──こんこん 4匹目
↓こんこん 4匹目_フライヤー

日程▸2024年8月6~9日 場所▸市営上小田中住宅集会所
ファシリテーター▸白濵凪沙
内容▸小学生を対象。これまでのワークショップは 1 日で完結する内容で行ってきたが、今回の企画では日程を4 日間設けることで将来想定するフリースペースの形に近づき、日を重ねることによる変化を楽しむことを目的とした。自分がどんなことを感じて考えている人間なのか、自分以外にどんな思考があるのか、そして言葉だけが人間のコミュニケーションの手段ではなく、非言語コミュニケーションの手段があるということを、恥ずかしさを感じることなく普段の生活にも取り入れてもらえるようなきっかけを見つけてもらえるような場を提供したいと考える。

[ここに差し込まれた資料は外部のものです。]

//! Cell Values
//!
//! The dynamically typed value a column derives from a row. Filtering,
//! sorting and the default cell renderer all work on this.

use std::cmp::Ordering;

use chrono::NaiveDate;

/// Value of one cell
#[derive(Debug, Clone, Default, PartialEq)]
pub enum CellValue {
    /// Missing or undefined; fails every filter and sorts last
    #[default]
    Null,
    Bool(bool),
    Int(i64),
    Float(f64),
    Text(String),
    Date(NaiveDate),
}

const DATE_FORMAT: &str = "%Y-%m-%d";

/// Comparison class of a cell; classes order number < date < bool < text
enum ValueClass<'a> {
    Number(f64),
    Date(NaiveDate),
    Bool(bool),
    Text(&'a str),
    Null,
}

impl ValueClass<'_> {
    fn rank(&self) -> u8 {
        match self {
            Self::Number(_) => 0,
            Self::Date(_) => 1,
            Self::Bool(_) => 2,
            Self::Text(_) => 3,
            Self::Null => 4,
        }
    }
}

impl CellValue {
    pub fn is_null(&self) -> bool {
        matches!(self, Self::Null)
    }

    /// Blank text counts as empty as well as null
    pub fn is_empty(&self) -> bool {
        match self {
            Self::Null => true,
            Self::Text(text) => text.trim().is_empty(),
            _ => false,
        }
    }

    /// Numeric view. Text parses if it looks like a number.
    pub fn as_f64(&self) -> Option<f64> {
        match self {
            Self::Int(value) => Some(*value as f64),
            Self::Float(value) => Some(*value),
            Self::Text(text) => text
                .trim()
                .parse::<f64>()
                .ok()
                .filter(|value| value.is_finite()),
            _ => None,
        }
    }

    /// Date view. Text parses if it is `YYYY-MM-DD`.
    pub fn as_date(&self) -> Option<NaiveDate> {
        match self {
            Self::Date(date) => Some(*date),
            Self::Text(text) => NaiveDate::parse_from_str(text.trim(), DATE_FORMAT).ok(),
            _ => None,
        }
    }

    /// String form used by the default renderer and the global filter
    pub fn display(&self) -> String {
        match self {
            Self::Null => String::new(),
            Self::Bool(value) => value.to_string(),
            Self::Int(value) => value.to_string(),
            Self::Float(value) => value.to_string(),
            Self::Text(text) => text.clone(),
            Self::Date(date) => date.format(DATE_FORMAT).to_string(),
        }
    }

    /// Ordering for sorting two non-null values. Text uses [`collate`].
    pub fn compare(&self, other: &Self) -> Ordering {
        self.compare_with(other, collate)
    }

    /// Ordering for filter operators: like [`compare`](Self::compare) but
    /// text ignores case entirely.
    pub fn compare_loose(&self, other: &Self) -> Ordering {
        self.compare_with(other, |a, b| a.to_lowercase().cmp(&b.to_lowercase()))
    }

    /// Text that parses as a number or date joins that class, so every value
    /// lands in exactly one class and the ordering stays total on mixed columns.
    fn class(&self) -> ValueClass<'_> {
        match self {
            Self::Null => ValueClass::Null,
            Self::Bool(value) => ValueClass::Bool(*value),
            Self::Int(value) => ValueClass::Number(*value as f64),
            Self::Float(value) => ValueClass::Number(*value),
            Self::Date(date) => ValueClass::Date(*date),
            Self::Text(text) => self
                .as_f64()
                .map(ValueClass::Number)
                .or_else(|| self.as_date().map(ValueClass::Date))
                .unwrap_or(ValueClass::Text(text)),
        }
    }

    fn compare_with(&self, other: &Self, text_cmp: impl Fn(&str, &str) -> Ordering) -> Ordering {
        match (self.class(), other.class()) {
            (ValueClass::Number(a), ValueClass::Number(b)) => a.total_cmp(&b),
            (ValueClass::Date(a), ValueClass::Date(b)) => a.cmp(&b),
            (ValueClass::Bool(a), ValueClass::Bool(b)) => a.cmp(&b),
            (ValueClass::Text(a), ValueClass::Text(b)) => text_cmp(a, b),
            (a, b) => a.rank().cmp(&b.rank()),
        }
    }

    /// Convert a JSON scalar. Arrays and objects become their JSON text.
    pub fn from_json(value: &serde_json::Value) -> Self {
        use serde_json::Value;
        match value {
            Value::Null => Self::Null,
            Value::Bool(b) => Self::Bool(*b),
            Value::Number(n) => n
                .as_i64()
                .map(Self::Int)
                .or_else(|| n.as_f64().map(Self::Float))
                .unwrap_or(Self::Null),
            Value::String(s) => Self::Text(s.clone()),
            other => Self::Text(other.to_string()),
        }
    }
}

/// Locale-style text ordering: case-insensitive first, then lowercase
/// before uppercase for words that differ only in case.
pub fn collate(a: &str, b: &str) -> Ordering {
    let folded = a.to_lowercase().cmp(&b.to_lowercase());
    if folded != Ordering::Equal {
        return folded;
    }
    a.chars()
        .zip(b.chars())
        .find_map(|(x, y)| match (x.is_lowercase(), y.is_lowercase()) {
            (true, false) => Some(Ordering::Less),
            (false, true) => Some(Ordering::Greater),
            _ => None,
        })
        .unwrap_or(Ordering::Equal)
}

impl From<bool> for CellValue {
    fn from(value: bool) -> Self {
        Self::Bool(value)
    }
}

impl From<i64> for CellValue {
    fn from(value: i64) -> Self {
        Self::Int(value)
    }
}

impl From<i32> for CellValue {
    fn from(value: i32) -> Self {
        Self::Int(value.into())
    }
}

impl From<u32> for CellValue {
    fn from(value: u32) -> Self {
        Self::Int(value.into())
    }
}

impl From<f64> for CellValue {
    fn from(value: f64) -> Self {
        Self::Float(value)
    }
}

impl From<&str> for CellValue {
    fn from(value: &str) -> Self {
        Self::Text(value.to_string())
    }
}

impl From<String> for CellValue {
    fn from(value: String) -> Self {
        Self::Text(value)
    }
}

impl From<NaiveDate> for CellValue {
    fn from(value: NaiveDate) -> Self {
        Self::Date(value)
    }
}

impl<T: Into<CellValue>> From<Option<T>> for CellValue {
    fn from(value: Option<T>) -> Self {
        value.map(Into::into).unwrap_or(Self::Null)
    }
}

#[cfg(test)]
mod tests {
    use super::*;

    #[test]
    fn test_numbers_compare_across_types() {
        assert_eq!(CellValue::Int(3).compare(&CellValue::Float(2.5)), Ordering::Greater);
        assert_eq!(
            CellValue::Int(10).compare(&CellValue::Text("9".into())),
            Ordering::Greater
        );
    }

    #[test]
    fn test_mixed_column_order_is_consistent() {
        let values = vec![
            CellValue::Int(10),
            CellValue::from("10a"),
            CellValue::from("9"),
            CellValue::Bool(true),
            CellValue::from("2024-01-02"),
        ];
        let mut forward = values.clone();
        forward.sort_by(CellValue::compare);
        let mut reversed: Vec<_> = values.into_iter().rev().collect();
        reversed.sort_by(CellValue::compare);

        assert_eq!(forward, reversed);
        assert_eq!(
            forward,
            vec![
                CellValue::from("9"),
                CellValue::Int(10),
                CellValue::from("2024-01-02"),
                CellValue::Bool(true),
                CellValue::from("10a"),
            ]
        );
    }

    #[test]
    fn test_word_nan_stays_text() {
        assert_eq!(CellValue::from("Nan").as_f64(), None);
        assert_eq!(
            CellValue::from("Nan").compare(&CellValue::from("Ada")),
            Ordering::Greater
        );
    }

    #[test]
    fn test_collate_folds_case() {
        assert_eq!(collate("apple", "Banana"), Ordering::Less);
        assert_eq!(collate("Zed", "alpha"), Ordering::Greater);
        assert_eq!(collate("a", "A"), Ordering::Less);
        assert_eq!(collate("same", "same"), Ordering::Equal);
    }

    #[test]
    fn test_loose_compare_ignores_case() {
        let a = CellValue::from("Alice");
        assert_eq!(a.compare_loose(&CellValue::from("alice")), Ordering::Equal);
        assert_ne!(a.compare(&CellValue::from("alice")), Ordering::Equal);
    }

    #[test]
    fn test_dates_parse_from_text() {
        let date = NaiveDate::from_ymd_opt(2024, 3, 1).expect("valid date");
        let cell = CellValue::Date(date);
        assert_eq!(cell.compare(&CellValue::from("2024-02-28")), Ordering::Greater);
        assert_eq!(cell.display(), "2024-03-01");
    }

    #[test]
    fn test_from_json() {
        let json = serde_json::json!({"n": 4, "f": 1.5, "s": "x", "z": null});
        assert_eq!(CellValue::from_json(&json["n"]), CellValue::Int(4));
        assert_eq!(CellValue::from_json(&json["f"]), CellValue::Float(1.5));
        assert_eq!(CellValue::from_json(&json["s"]), CellValue::from("x"));
        assert_eq!(CellValue::from_json(&json["z"]), CellValue::Null);
    }

    #[test]
    fn test_option_into_null() {
        let none: Option<i64> = None;
        assert!(CellValue::from(none).is_null());
        assert_eq!(CellValue::from(Some(2_i64)), CellValue::Int(2));
    }
}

ごはんタイム──ワークショップ開始前に自由参加で設ける。私は中学生の時、せっかく頑張って途中から学校に行 ったのに「昼ご飯だけ食べに来たんか」と言われたことが記憶に残っている。話せなくても家で1人 ってさみしい。自由参加の時間を1時間設けていることに意味がある。私は時間を守るのが苦手なの だが、それは怠惰といえばそう。あぁ行きたくないなと思っている間に時間が過ぎていき、10分ぐ らいの遅刻に繋がってしまうことが多くある。行きたいと思えるような空間を作ることも大切だが、 遅れても大丈夫、自分の用意ができたらいける場所にできたらいいなと思い、ごはんタイムとして1 時間の猶予を用意する。

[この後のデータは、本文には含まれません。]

//! AppEntities - Global Entity Handles
//!
//! All global GPUI entities are collected here for easy access and management.
//! State is split by update frequency: toasts change on a timer, navigation on
//! clicks, configuration only at startup.

use std::sync::Arc;

use gpui::{App, AppContext, Entity, Global};

use crate::app::navigation::NavigationState;
use crate::domain::UiConfig;
use crate::state::ToastStore;

/// Collection of all global Entity handles
#[derive(Clone)]
pub struct AppEntities {
    /// Configuration loaded at startup
    pub config: Arc<UiConfig>,
    /// Active toasts, shared by every view that raises one
    pub toasts: Entity<ToastStore>,
    /// Gallery page selection
    pub navigation: Entity<NavigationState>,
}

impl Global for AppEntities {}

impl AppEntities {
    /// Initialize all entities from the loaded configuration
    pub fn init(config: UiConfig, cx: &mut App) -> Self {
        let toast_config = config.toast.clone();
        Self {
            config: Arc::new(config),
            toasts: cx.new(|_| ToastStore::new(toast_config)),
            navigation: cx.new(|_| NavigationState::default()),
        }
    }
}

レクリエーション──トランプ、名前覚えゲーム、ボール渡し、数字渡し、静かな森ゲーム
手紙ノート──全体で感想を言い合う時、全員が話せる機会はあまりないように感じる。その場で発言できなくて も思っていることはきっとあるはず。交換ノートのようにファシリテーターから返事を書いて渡せた ら一人一人と向き合える手段になりうるのではないかと考える。
はじめまして

はじめまして
自己紹介シート──プロフィール帳が小学生のころに流行っていたが、意外と自分が好きなものって聞かれると答える のが難しい。大学の授業で運命か偶然かという話題の際、好きな色を決めるのが運命(必然)か偶然がと いう話になったことがあるのだが、こういうプロフィール帳などで自分の好きなものはこれなのだと 無理やりにでも決めてしまわないと私が分からなくなってしまうという感覚になる。今回の自己紹介 シートを見るだけで性格診断ができそうだ。これからこのワークを行う時は、もっと自分を形作って いくためのシートではなくて、好きかもしれないを考えられるようなものにしたい。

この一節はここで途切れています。